Me and my husband will be married for a year in September. I had over a year and he had almost a year when we met. I will have 3 years in February. We're struggling hard. When I met him (at a narcan training) I knew it. I 100% knew that I would be with that man. I took my program very seriously and stayed out of a relationship during my first year and more because I have a son and the relationship between me and his real father was so unhealthy and codependent.. so I brought a little boy into this relationship and he has a daughter who he is still rebuilding a relationship with again. We are struggling hard right now in our marriage. I have a childhood that contains divorce and messy relationships. I've never seen a healthy loving companionship.. every man that came into my life has left. (Dad in and out drinking, step dad who left time and time again, step mother who treated me like dirt) and all of those relationships have ended. I've seen 4 divorces between my parents growing up.
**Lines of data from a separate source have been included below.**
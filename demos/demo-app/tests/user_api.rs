use demo_app::build_app;
use demo_app::models::UserView;
use mitsuki::config::ConfigStore;
use mitsuki::http::StatusCode;
use mitsuki_test::TestApp;

async fn test_app() -> TestApp {
    let config = ConfigStore::from_yaml_str(
        "app:\n  greeting: \"hi there\"\n  max-users: 3\n",
        "",
    )
    .unwrap();
    let app = build_app(config).await.unwrap();
    TestApp::from_app(&app)
}

#[tokio::test]
async fn list_users_hides_password_hash() {
    let app = test_app().await;
    let response = app.get("/api/users").await.assert_status(StatusCode::OK);
    let body: serde_json::Value = response.json();

    let users = body.as_array().unwrap();
    assert_eq!(users.len(), 2);
    assert!(users.iter().all(|u| u.get("password_hash").is_none()));
    assert_eq!(users[0]["name"], "Alice");
}

#[tokio::test]
async fn get_user_by_id() {
    let app = test_app().await;
    let response = app.get("/api/users/1").await.assert_status(StatusCode::OK);
    let user: UserView = response.json();
    assert_eq!(user.id, 1);
    assert_eq!(user.email, "alice@example.com");
}

#[tokio::test]
async fn get_unknown_user_is_404() {
    let app = test_app().await;
    let response = app.get("/api/users/99").await;
    response.assert_status(StatusCode::NOT_FOUND);
}

#[tokio::test]
async fn get_user_bad_id_is_400() {
    let app = test_app().await;
    let response = app.get("/api/users/banana").await;
    let body: serde_json::Value = response.assert_status(StatusCode::BAD_REQUEST).json();
    assert_eq!(body["details"]["parameter"], "id");
}

#[tokio::test]
async fn create_then_fetch_user() {
    let app = test_app().await;

    let response = app
        .post_json(
            "/api/users?notify=true",
            &serde_json::json!({ "name": "Carol", "email": "carol@example.com" }),
        )
        .await
        .assert_status(StatusCode::CREATED);
    let created: serde_json::Value = response.json();
    assert_eq!(created["name"], "Carol");
    assert!(created.get("password_hash").is_none());

    let id = created["id"].as_u64().unwrap();
    let fetched: UserView = app
        .get(&format!("/api/users/{id}"))
        .await
        .assert_status(StatusCode::OK)
        .json();
    assert_eq!(fetched.name, "Carol");
}

#[tokio::test]
async fn capacity_limit_from_config() {
    let app = test_app().await;

    // max-users is 3 and two are seeded; the second insert must fail.
    app.post_json(
        "/api/users",
        &serde_json::json!({ "name": "C", "email": "c@example.com" }),
    )
    .await
    .assert_status(StatusCode::CREATED);

    let response = app
        .post_json(
            "/api/users",
            &serde_json::json!({ "name": "D", "email": "d@example.com" }),
        )
        .await;
    response.assert_status(StatusCode::CONFLICT);
}

#[tokio::test]
async fn create_rejects_malformed_body() {
    let app = test_app().await;
    let response = app
        .post_json("/api/users", &serde_json::json!({ "name": 42 }))
        .await;
    response.assert_status(StatusCode::BAD_REQUEST);
}

#[tokio::test]
async fn delete_user() {
    let app = test_app().await;
    app.delete("/api/users/2")
        .await
        .assert_status(StatusCode::NO_CONTENT);
    app.get("/api/users/2")
        .await
        .assert_status(StatusCode::NOT_FOUND);
}

#[tokio::test]
async fn info_reports_configured_greeting() {
    let app = test_app().await;
    let body: serde_json::Value = app
        .get("/info")
        .await
        .assert_status(StatusCode::OK)
        .json();
    assert_eq!(body["greeting"], "hi there");
    assert_eq!(body["via"], "direct");
}

#[tokio::test]
async fn health_endpoint_installed() {
    let app = test_app().await;
    let response = app.get("/health").await.assert_status(StatusCode::OK);
    assert_eq!(response.text(), "OK");
}
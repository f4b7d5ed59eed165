pub mod controllers;
pub mod models;
pub mod services;

use mitsuki::prelude::*;

use controllers::{InfoController, UserController};
use services::{CleanupJob, UserRepository, UserService};

/// Assemble the demo application against the given configuration.
pub async fn build_app(config: ConfigStore) -> Result<App, mitsuki::StartupError> {
    Mitsuki::builder()
        .with_config(config)
        .register::<UserRepository>()
        .register::<UserService>()
        .register_scheduled::<CleanupJob>()
        .register_controller::<UserController>()
        .register_controller::<InfoController>()
        .with(Health)
        .with(Cors::permissive())
        .with(Scheduler::new().with_endpoint())
        .build()
        .await
}
use std::any::Any;

use serde::Serialize;
use serde_json::Value;

use crate::error::HttpError;
use crate::http::{HeaderMap, HeaderName, HeaderValue, StatusCode};
use crate::web::codec::ErasedJson;

/// What a handler hands back to the pipeline.
///
/// The payload is kept unserialized until the pipeline encodes it with the
/// application codec, so egress validation and field exclusion run on the
/// materialized JSON document.
pub(crate) enum ReplyBody {
    Empty,
    /// A typed payload from the handler; subject to egress validation and
    /// field exclusion.
    Payload(Box<dyn ErasedJson>),
    /// A pre-shaped JSON document (framework error bodies).
    Raw(Value),
}

/// Response-shaping wrapper: explicit status, headers, and body.
///
/// Handlers either return a `Reply` built from one of the status factories
/// below, or `Result<Reply, HttpError>`.
pub struct Reply {
    pub(crate) status: StatusCode,
    pub(crate) headers: HeaderMap,
    pub(crate) body: ReplyBody,
}

impl Reply {
    /// 200 with a JSON body.
    pub fn ok(payload: impl Serialize + Any + Send + 'static) -> Self {
        Self::with_payload(StatusCode::OK, payload)
    }

    /// 201 with a JSON body.
    pub fn created(payload: impl Serialize + Any + Send + 'static) -> Self {
        Self::with_payload(StatusCode::CREATED, payload)
    }

    /// 202 with a JSON body.
    pub fn accepted(payload: impl Serialize + Any + Send + 'static) -> Self {
        Self::with_payload(StatusCode::ACCEPTED, payload)
    }

    /// 204, no body.
    pub fn no_content() -> Self {
        Reply {
            status: StatusCode::NO_CONTENT,
            headers: HeaderMap::new(),
            body: ReplyBody::Empty,
        }
    }

    pub fn bad_request(message: impl Into<String>) -> Self {
        Self::error_shaped(StatusCode::BAD_REQUEST, message)
    }

    pub fn unauthorized(message: impl Into<String>) -> Self {
        Self::error_shaped(StatusCode::UNAUTHORIZED, message)
    }

    pub fn forbidden(message: impl Into<String>) -> Self {
        Self::error_shaped(StatusCode::FORBIDDEN, message)
    }

    pub fn not_found(message: impl Into<String>) -> Self {
        Self::error_shaped(StatusCode::NOT_FOUND, message)
    }

    pub fn conflict(message: impl Into<String>) -> Self {
        Self::error_shaped(StatusCode::CONFLICT, message)
    }

    pub fn internal_server_error(message: impl Into<String>) -> Self {
        Self::error_shaped(StatusCode::INTERNAL_SERVER_ERROR, message)
    }

    /// Arbitrary status; attach a body with [`status`](ReplyBuilder::body).
    pub fn status(status: StatusCode) -> ReplyBuilder {
        ReplyBuilder { status }
    }

    /// Attach a response header.
    pub fn header(mut self, name: HeaderName, value: HeaderValue) -> Self {
        self.headers.append(name, value);
        self
    }

    pub fn status_code(&self) -> StatusCode {
        self.status
    }

    fn with_payload(status: StatusCode, payload: impl Serialize + Any + Send + 'static) -> Self {
        Reply {
            status,
            headers: HeaderMap::new(),
            body: ReplyBody::Payload(Box::new(payload)),
        }
    }

    fn error_shaped(status: StatusCode, message: impl Into<String>) -> Self {
        Reply {
            status,
            headers: HeaderMap::new(),
            body: ReplyBody::Raw(serde_json::json!({ "error": message.into() })),
        }
    }
}

/// Second half of `Reply::status(code)`.
pub struct ReplyBuilder {
    status: StatusCode,
}

impl ReplyBuilder {
    pub fn body(self, payload: impl Serialize + Any + Send + 'static) -> Reply {
        Reply {
            status: self.status,
            headers: HeaderMap::new(),
            body: ReplyBody::Payload(Box::new(payload)),
        }
    }

    pub fn empty(self) -> Reply {
        Reply {
            status: self.status,
            headers: HeaderMap::new(),
            body: ReplyBody::Empty,
        }
    }
}

/// Conversion for handler return values.
pub trait IntoReply {
    fn into_reply(self) -> Result<Reply, HttpError>;
}

impl IntoReply for Reply {
    fn into_reply(self) -> Result<Reply, HttpError> {
        Ok(self)
    }
}

impl<E: Into<HttpError>> IntoReply for Result<Reply, E> {
    fn into_reply(self) -> Result<Reply, HttpError> {
        self.map_err(Into::into)
    }
}
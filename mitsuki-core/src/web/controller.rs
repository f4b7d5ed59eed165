use crate::web::route::RouteSpec;

/// Route declarations of one controller: base path plus method routes.
pub struct ControllerRouteSet {
    pub base_path: &'static str,
    pub routes: Vec<RouteSpec>,
}

/// Trait for components of kind `controller`.
///
/// A controller is an ordinary container component whose declared routes
/// are collected into the routing table after the container freezes.
/// Handlers run against the instance the container resolves for the
/// controller's descriptor (a fresh one per request for prototype scope).
pub trait Controller: Clone + Send + Sync + 'static {
    /// Path prefix applied to every route of this controller.
    fn base_path() -> &'static str {
        ""
    }

    /// The controller's routed methods.
    fn routes() -> Vec<RouteSpec>;

    #[doc(hidden)]
    fn route_set() -> ControllerRouteSet {
        ControllerRouteSet {
            base_path: Self::base_path(),
            routes: Self::routes(),
        }
    }
}
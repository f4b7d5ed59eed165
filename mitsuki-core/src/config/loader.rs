use std::collections::HashMap;
use std::path::Path;

use super::value::ConfigValue;
use super::ConfigError;

/// Load and parse a YAML file, flattening it into the values map.
///
/// Returns `Ok(false)` when the file does not exist.
pub(crate) fn load_yaml_file(
    path: &Path,
    values: &mut HashMap<String, ConfigValue>,
) -> Result<bool, ConfigError> {
    if !path.exists() {
        return Ok(false);
    }
    let content = std::fs::read_to_string(path)
        .map_err(|e| ConfigError::Load(format!("{}: {e}", path.display())))?;
    let yaml: serde_yaml::Value = serde_yaml::from_str(&content)
        .map_err(|e| ConfigError::Load(format!("{}: {e}", path.display())))?;
    flatten_yaml("", &yaml, values);
    Ok(true)
}

/// Parse a YAML string and flatten it into the values map.
pub(crate) fn load_yaml_str(
    content: &str,
    values: &mut HashMap<String, ConfigValue>,
) -> Result<(), ConfigError> {
    let yaml: serde_yaml::Value =
        serde_yaml::from_str(content).map_err(|e| ConfigError::Load(e.to_string()))?;
    flatten_yaml("", &yaml, values);
    Ok(())
}

/// Flatten a YAML tree into dot-separated keys.
pub(crate) fn flatten_yaml(
    prefix: &str,
    value: &serde_yaml::Value,
    out: &mut HashMap<String, ConfigValue>,
) {
    match value {
        serde_yaml::Value::Mapping(map) => {
            for (k, v) in map {
                let key_str = match k {
                    serde_yaml::Value::String(s) => s.clone(),
                    other => format!("{other:?}"),
                };
                let full_key = if prefix.is_empty() {
                    key_str
                } else {
                    format!("{prefix}.{key_str}")
                };
                flatten_yaml(&full_key, v, out);
            }
        }
        serde_yaml::Value::Sequence(seq) => {
            if !prefix.is_empty() {
                // Store the full list under the parent key
                out.insert(
                    prefix.to_string(),
                    ConfigValue::List(seq.iter().map(ConfigValue::from_yaml).collect()),
                );
                // Also store each element individually (key.0, key.1, ...) for env var compat
                for (i, item) in seq.iter().enumerate() {
                    let indexed_key = format!("{prefix}.{i}");
                    flatten_yaml(&indexed_key, item, out);
                }
            }
        }
        leaf => {
            if !prefix.is_empty() {
                out.insert(prefix.to_string(), ConfigValue::from_yaml(leaf));
            }
        }
    }
}
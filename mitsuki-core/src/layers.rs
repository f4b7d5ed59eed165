//! Tower layers and tracing bootstrap shared by the built-in plugins.

use std::sync::Once;

use tower_http::cors::CorsLayer;
use tower_http::trace::TraceLayer;

static INIT: Once = Once::new();

/// Install the global tracing subscriber (fmt output, `RUST_LOG` filter,
/// `info` default). Safe to call more than once.
pub fn init_tracing() {
    INIT.call_once(|| {
        use tracing_subscriber::{fmt, EnvFilter};
        let filter = EnvFilter::try_from_default_env().unwrap_or_else(|_| EnvFilter::new("info"));
        let _ = fmt().with_env_filter(filter).try_init();
    });
}

/// Permissive CORS for development: any origin, method, and header.
pub fn default_cors() -> CorsLayer {
    CorsLayer::permissive()
}

/// Request/response logging at the default tower-http levels.
pub fn default_trace(
) -> TraceLayer<tower_http::classify::SharedClassifier<tower_http::classify::ServerErrorsAsFailures>>
{
    TraceLayer::new_for_http()
}
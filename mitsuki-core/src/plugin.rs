use crate::builder::AppBuilder;

/// A composable unit of functionality installed into the [`AppBuilder`].
///
/// Plugins contribute layers, routes, components, and lifecycle hooks
/// through the builder's public surface; they run before `build()`, so
/// everything they register participates in normal startup.
///
/// ```ignore
/// Mitsuki::builder()
///     .with(Tracing)
///     .with(Health)
///     .with(Cors::permissive())
/// ```
pub trait Plugin {
    /// Name used in startup logs.
    fn name() -> &'static str
    where
        Self: Sized;

    fn install(self, app: AppBuilder) -> AppBuilder;
}
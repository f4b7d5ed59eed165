//! One-stop imports for application code.
//!
//! ```ignore
//! use mitsuki_core::prelude::*;
//! ```

pub use crate::builder::{App, AppBuilder, Mitsuki};
pub use crate::config::{ConfigStore, ConfigValue};
pub use crate::container::{
    BoxError, Component, ComponentContext, ComponentDescriptor, ComponentKind, DependencyRequest,
    Scope,
};
pub use crate::error::HttpError;
pub use crate::http::{Json, StatusCode};
pub use crate::plugins::{Cors, Health, Tracing};
pub use crate::scheduling::{Scheduled, ScheduledTaskSpec, TriggerSpec};
pub use crate::web::{Args, Controller, Reply, RouteSpec, UploadLimits};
So I'm really good at building walls, shutting down, and preparing myself not to get hurt. My husband grew up in a crappy home too and was always told he wasn't good enough. I need your help.. I need people who don't know me and can tell me how it is..he's not living at home at the moment and I feel like he's shutting down and I'm opening up.. what do we do??
Marriage counseling is in the works it's just not happening as quickly as I'd like. Can someone who has gone through this give me some insight on marriage/relationships with two recovering alcoholics/addicts in recovery??